Das Interesse der Ruhestandsgeneration ist da. Die Zahl der beschäftigten Rentner ist in den letzten fünf Jahren in Ostholstein um 15 Prozent und damit stärker gestiegen als im Bundes- und Landesdurchschnitt (12 Prozent). „Das hängt auch damit zusammen, dass das Lohnniveau in Ostholstein niedriger ist als im Landes- und Bundesschnitt, denn damit sind auch die Renten niedriger.“ Ein Zusatzjob ist daher attraktiver, einige müssen sogar zusätzlich arbeiten. Das niedrigere Gehaltsniveau hängt mit den Branchen zusammen, in denen die Ostholsteiner arbeiten.
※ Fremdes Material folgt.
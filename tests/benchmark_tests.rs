//! Performance benchmarks for the codec and the simulation step

use server::game::{Game, GameConfig};
use shared::{
    read_state_message, write_state_message, Color, Connection, Controls, Player, Position,
};
use std::time::Instant;

fn full_roster() -> Vec<Player> {
    (0..255)
        .map(|i| {
            let color = Color::normalized(1.0, (i % 7) as f32, 0.5).unwrap_or_default();
            Player::new(Position::new(i % 10, i / 10), color, format!("Player {}", i + 1))
        })
        .collect()
}

/// Benchmarks encoding a maximum-size roster
#[test]
fn benchmark_state_encoding() {
    let roster = full_roster();
    let iterations = 2_000;
    let mut out = Vec::with_capacity(16 * 1024);
    let start = Instant::now();

    for i in 0..iterations {
        out.clear();
        write_state_message(&mut out, &roster, Some(i % roster.len())).unwrap();
    }

    let duration = start.elapsed();
    println!(
        "State encoding: {} rosters of {} in {:?} ({:.2} μs/roster)",
        iterations,
        roster.len(),
        duration,
        duration.as_micros() as f64 / iterations as f64
    );

    // Should complete in under 2 seconds
    assert!(duration.as_millis() < 2000);
}

/// Benchmarks decoding a maximum-size roster
#[test]
fn benchmark_state_decoding() {
    let mut bytes = Vec::new();
    write_state_message(&mut bytes, &full_roster(), None).unwrap();

    let iterations = 2_000;
    let start = Instant::now();

    for _ in 0..iterations {
        let (roster, consumed) = read_state_message(&bytes).unwrap().unwrap();
        assert_eq!(roster.len(), 255);
        assert_eq!(consumed, bytes.len());
    }

    let duration = start.elapsed();
    println!(
        "State decoding: {} rosters in {:?} ({:.2} μs/roster)",
        iterations,
        duration,
        duration.as_micros() as f64 / iterations as f64
    );

    // Should complete in under 2 seconds
    assert!(duration.as_millis() < 2000);
}

/// Benchmarks draining a buffer full of controls frames
#[test]
fn benchmark_controls_stream() {
    let mut sender = Controls::default();
    sender.left.press();
    let mut frame = Vec::new();
    sender.write_to(&mut frame);

    let frames = 10_000;
    let mut connection = Connection::new(1);
    for _ in 0..frames {
        connection.receive(&frame);
    }

    let mut receiver = Controls::default();
    let start = Instant::now();
    let handled = connection
        .process_incoming(|buffer| receiver.recv(buffer))
        .unwrap();
    let duration = start.elapsed();

    println!(
        "Controls stream: {} frames in {:?} ({:.2} ns/frame)",
        handled,
        duration,
        duration.as_nanos() as f64 / handled as f64
    );

    assert_eq!(handled, frames);
    assert_eq!(receiver.left.downs, u8::MAX);
    // Should complete in under 1 second
    assert!(duration.as_millis() < 1000);
}

/// Benchmarks simulation steps with a full board
#[test]
fn benchmark_game_update() {
    let mut game = Game::new(&GameConfig {
        seed: Some(42),
        ..GameConfig::default()
    });
    for id in 0..255 {
        game.spawn_player(id);
        game.player_mut(id).unwrap().controls.right.pressed = id % 2 == 0;
    }

    let iterations = 10_000;
    let start = Instant::now();
    for _ in 0..iterations {
        game.update();
    }

    let duration = start.elapsed();
    println!(
        "Game update: {} players × {} ticks in {:?} ({:.2} μs/tick)",
        game.players().len(),
        iterations,
        duration,
        duration.as_micros() as f64 / iterations as f64
    );

    // Should complete in under 5 seconds
    assert!(duration.as_millis() < 5000);
}
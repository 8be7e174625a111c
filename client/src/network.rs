//! Client session: sends the controls snapshot every frame and picks up the
//! newest state snapshot from the server

use log::{debug, info, log_enabled, warn, Level};
use shared::dump::hex_dump;
use shared::{
    read_state_message, Connection, ConnectionId, Controls, Event, Player, ProtocolError,
    Transport,
};
use std::io;
use std::time::Duration;
use thiserror::Error;

#[derive(Debug, Error)]
pub enum ClientError {
    #[error("protocol error: {0}")]
    Protocol(#[from] ProtocolError),
    #[error("connection to server lost")]
    ConnectionLost,
    #[error("transport error: {0}")]
    Io(#[from] io::Error),
}

pub struct ClientSession {
    /// Buttons accumulated since the last send
    pub controls: Controls,
    server: Option<ConnectionId>,
}

impl ClientSession {
    pub fn new() -> Self {
        Self {
            controls: Controls::default(),
            server: None,
        }
    }

    pub fn is_connected(&self) -> bool {
        self.server.is_some()
    }

    /// One client frame.
    ///
    /// Queues the controls snapshot and clears its press counters, then polls
    /// without waiting. Returns the newest roster received during the poll;
    /// older snapshots that arrived in the same batch are dropped.
    pub async fn update<T: Transport>(
        &mut self,
        transport: &mut T,
    ) -> Result<Option<Vec<Player>>, ClientError> {
        if let Some(connection) = self.server.and_then(|id| transport.connection_mut(id)) {
            self.controls.send(connection);
            self.controls.reset_downs();
        }

        let mut latest = None;
        let mut failure = None;
        let server = &mut self.server;
        transport
            .poll(Duration::ZERO, |connection, event| match event {
                Event::Opened => {
                    info!("Connected to server (connection {})", connection.id());
                    *server = Some(connection.id());
                }
                Event::Closed => {
                    warn!("Server closed the connection");
                    failure = Some(ClientError::ConnectionLost);
                }
                Event::DataReady => {
                    if let Err(e) = read_states(connection, &mut latest) {
                        if log_enabled!(Level::Debug) {
                            debug!("Buffer at failure:\n{}", hex_dump(connection.incoming()));
                        }
                        connection.close();
                        failure = Some(e.into());
                    }
                }
            })
            .await?;

        if let Some(e) = failure {
            self.server = None;
            return Err(e);
        }
        Ok(latest)
    }
}

impl Default for ClientSession {
    fn default() -> Self {
        Self::new()
    }
}

/// Decodes every complete state frame, keeping only the last roster.
fn read_states(
    connection: &mut Connection,
    latest: &mut Option<Vec<Player>>,
) -> Result<(), ProtocolError> {
    connection.process_incoming(|buffer| {
        Ok(read_state_message(buffer)?.map(|(roster, consumed)| {
            *latest = Some(roster);
            consumed
        }))
    })?;
    Ok(())
}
Marzian: „Die überwiegende Zahl der Beschäftigten arbeitet in der Gastronomie, der Hotellerie, dem Gesundheitssektor oder der Pflege. Da sind die Gehälter nicht so hoch.“
Ein weiterer wesentlicher Punkt, um dem Personalmangel entgegenzuwirken, sind Arbeitskräfte aus dem Ausland beziehungsweise Flüchtlinge, die nach Deutschland kommen. „Wir haben Mitarbeiter aus 20 Nationen und rekrutieren im Ausland. Wir brauchen gut funktionierende Ausländerbehörden. Es darf nicht an Formalien hängen bleiben, diese Abteilung braucht Unterstützung. Digitalisierung darf kein Wort in der Ferne sein und Abläufe müssen gestrafft werden. Das ist ein wichtiger Punkt für die Wirtschaft“, fordert deshalb Hansa-Park-Chefin Claudia Leicht bei dem Treffen.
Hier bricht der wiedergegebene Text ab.